ENTRÉE XXXVI (36)
24-12-2015
La dernière fois!
Aujourd’hui c’est la veille de
Noël. Serait-ce ma dernière? Serait-ce la dernière fois que la Vie me permet de
vivre ce temps béni de la fête de la Présence, de la proximité de Dieu, un
rappel qu’Il se rend à nous.
Comment bannir ses pensées de ma
conscience? Elles ne sont pas réalistes, même pas plausibles à cette étape-ci
de mon traitement. Il y a encore beaucoup de possibles : d’autres
traitements de chimio, l’opération pour le foie, encore des traitements après….
Je ne suis qu’au début de mon traitement, armé jusqu’aux dents pour faire
bataille, entouré de plusieurs bons soldats sur la ligne de front et plusieurs
centaines de soldats dans les campagnes, monts et vallées de ma vie.

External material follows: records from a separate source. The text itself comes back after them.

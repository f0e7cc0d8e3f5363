use std::{fmt, sync::Arc};

use uuid::Uuid;

use crate::{
    error::{QueueError, Result},
    message::Message,
    transport::{ConnectionHandle, MessageSink, SessionHandle, Transport},
};

/// Transport-facing identity of a queue, built from a lookup name.
#[derive(Clone, Debug, PartialEq, Eq, Hash)]
pub struct QueueIdentity {
    name: String,
}
impl QueueIdentity {
    pub fn new(name: impl Into<String>) -> Self {
        Self { name: name.into() }
    }
    pub fn name(&self) -> &str {
        &self.name
    }
}

/// Send handle bound to one fresh connection/session pair.
pub struct Sender {
    id: Uuid,
    queue: QueueIdentity,
    connection: ConnectionHandle,
    session: SessionHandle,
    session_id: Option<String>,
    sink: Box<dyn MessageSink>,
    transport: Arc<dyn Transport>,
}

impl Sender {
    pub fn id(&self) -> Uuid {
        self.id
    }
    pub fn queue(&self) -> &QueueIdentity {
        &self.queue
    }
    pub fn connection(&self) -> &ConnectionHandle {
        &self.connection
    }
    pub fn session(&self) -> &SessionHandle {
        &self.session
    }
    /// Session token the sender was requested with; carried onto every message, never interpreted.
    pub fn session_id(&self) -> Option<&str> {
        self.session_id.as_deref()
    }

    /// Build a message addressed to this sender's queue and send it. Returns the message id.
    pub async fn send(&self, body: serde_json::Value) -> Result<Uuid> {
        let msg = Message::new(self.queue.name(), body).with_session(self.session_id.clone());
        let id = msg.id;
        self.sink
            .send(msg)
            .await
            .map_err(|source| QueueError::Transport {
                stage: "sending",
                queue: self.queue.name().to_string(),
                source,
            })?;
        Ok(id)
    }
}

impl Drop for Sender {
    fn drop(&mut self) {
        self.transport.release(&self.session);
    }
}

impl fmt::Debug for Sender {
    fn fmt(&self, f: &mut fmt::Formatter<'_>) -> fmt::Result {
        f.debug_struct("Sender")
            .field("id", &self.id)
            .field("queue", &self.queue)
            .field("connection", &self.connection.id)
            .field("session", &self.session.id)
            .field("session_id", &self.session_id)
            .finish()
    }
}

/// Builds a brand-new connection -> session -> sender chain per call.
/// 与共享注册表无关：每次调用相互独立，无需加锁。
#[derive(Clone)]
pub struct SenderFactory {
    app_name: String,
    transport: Arc<dyn Transport>,
}

impl fmt::Debug for SenderFactory {
    fn fmt(&self, f: &mut fmt::Formatter<'_>) -> fmt::Result {
        f.debug_struct("SenderFactory")
            .field("app_name", &self.app_name)
            .finish()
    }
}

impl SenderFactory {
    pub fn new(app_name: impl Into<String>, transport: Arc<dyn Transport>) -> Self {
        Self {
            app_name: app_name.into(),
            transport,
        }
    }

    pub fn app_name(&self) -> &str {
        &self.app_name
    }

    pub fn create_sender(&self, lookup_name: &str, session_id: Option<&str>) -> Result<Sender> {
        // 应用名决定连接目标
        if self.app_name.is_empty() {
            return Err(QueueError::InvalidApplication(
                "owning application has no name".to_string(),
            ));
        }
        let queue = QueueIdentity::new(lookup_name);
        let fail = |stage: &'static str| {
            move |source: anyhow::Error| QueueError::Transport {
                stage,
                queue: lookup_name.to_string(),
                source,
            }
        };
        let connection = self
            .transport
            .create_connection(&self.app_name)
            .map_err(fail("opening connection"))?;
        let session = match self.transport.create_session(&connection) {
            Ok(session) => session,
            Err(e) => {
                self.transport.release_connection(&connection);
                return Err(fail("opening session")(e));
            }
        };
        let sink = match self.transport.create_sender(&session, &queue) {
            Ok(sink) => sink,
            Err(e) => {
                self.transport.release(&session);
                return Err(fail("creating sender")(e));
            }
        };
        tracing::debug!(app = %self.app_name, queue = %lookup_name, connection = %connection.id, session = %session.id, "sender created");
        Ok(Sender {
            id: Uuid::new_v4(),
            queue,
            connection,
            session,
            session_id: session_id.map(str::to_string),
            sink,
            transport: self.transport.clone(),
        })
    }
}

Alors pourquoi cette pensée
incessante depuis une semaine. Elle me hante et me rend triste et hyper-vigilant
devant chaque tradition à accomplir, ou que je n’arriverai pas à accomplir
cette année, Mes limites physiques m’imposant la prudence. Je suis hyper-vigilant
et sensible à des petites choses, moins importantes certes, mais tout de même :
notre tournée des magasins pas fait encore, le cadeau a échangé avec Nycole pas
acheté, la joie de donner des petits quelques choses aux amis n’aura pas lieu, j’ai
peu ou pas participer à la préparation de la maison pour recevoir la tribu, je
ne suis pas particulièrement emballé cette année, même si j’ai réussi à emballé
quelques cadeaux hihihi. Enfin des niaiseries direz-vous et avec raison. Mais
dans la perspective ou mon cœur craint une dernière représentation de ma veille
de Noël, je me trouve plutôt morose que joyeux. C’est peut être mieux ainsi! Le
détachement vous savez…. Bon enfin!
Je sais bien que quand la tribu
arrivera, et que la maison sera pregnante de monde, de rires et de taquineries
je retrouverai mon enthousiasme d’antan… ou je serai dans la tristesse si je suis
incapable de faire fuir cette idée saugrenue que ce pourrait être mon dernier
Noël.
Évidemment ce pourrait être le
dernier Noël de bien du monde qui n’ont pas le cancer. Et cela le sera. Par
exemple les accidents d’auto avec chauffards en état d'ébriété, plusieurs causeront la
mort. Ce sera le dernier Noël de ces personnes qui ne le soupçonnent d’aucune
façon. Les fanfarons de la route enneigée, que ce soit le skidoo ou le VTT, il y
en aura qui n’en reviendront pas, ce sera leur dernier Noël aussi,
À la différence qu’eux ils n’ont
qu’à bien se tenir et la mort passera ailleurs. Boire moins, conduire moins
vite, être prudent et raisonnable sur le chemin. Comme disait quelqu’un hier :
« Ce n’est pas la modération qui ruine le party, c’est l’excès. »
Donc il y a une chance, avec un peu de
discipline, de diminuer drastiquement
pour ces personnes les risques de mourir durant le congé de Noël.
Mais moi … stade 4 du cancer du
côlon, métastases au foie et ailleurs, qu’en est-il? Quelle sont mes chances de
repousser ARNOLD? Que puis-je faire de plus? Malgré les efforts de mon armée,
ce pourrais-tu que je ne vois pas un autre Noël? Et tout ce que cela implique?
Tout en moi crie NON, ben non voyons donc, quel est ce défaitisme? Allez hop!
Debout mauviette! Qu’est-ce que c’est que cet apitoiement sur son sort,
nombriliste et contre-productif?
Ben oui, je me ressaisirai c’est
certain. Mais disons que cette semaine et mes pensées négatives me mettent en pleine
face tout ce que peux perdre, tout ce à quoi je tiens. Évidemment les choses
plutôt accessoires mentionnées plus haut ne sont que cela, accessoires. Mais m’asseoir
autour de la table du réveillon avec mes enfants, petits enfants et les
conjoints, ma belle maman et mon beau frère, recevoir mes amis et trinquer. Les entendre et les voir rires, s’amuser, manger avec les yeux et le
cœur toutes ces traditions du rassemblement familial, se lancer dans des
discussions de grande envergure ou de petite taille, parfois même déplacées…. Voir
tout cela sans penser que ce pourrait être la dernière fois m’est impossible. C’est
au dessus de mes forces. Car ce pourrait être la dernière fois, et j'en veux plus! Comme un glouton devant sa bouffe ou son boire, j'en veux plus!
Alors raison de plus d’en profiter
au maximum! Allez hop à la table, riez, mangez, parlez tous en même temps,
faites famille et refaites famille…. Allez allez le temps presse, ne perdons
pas une seconde, pas une… C’est Noël pardieu!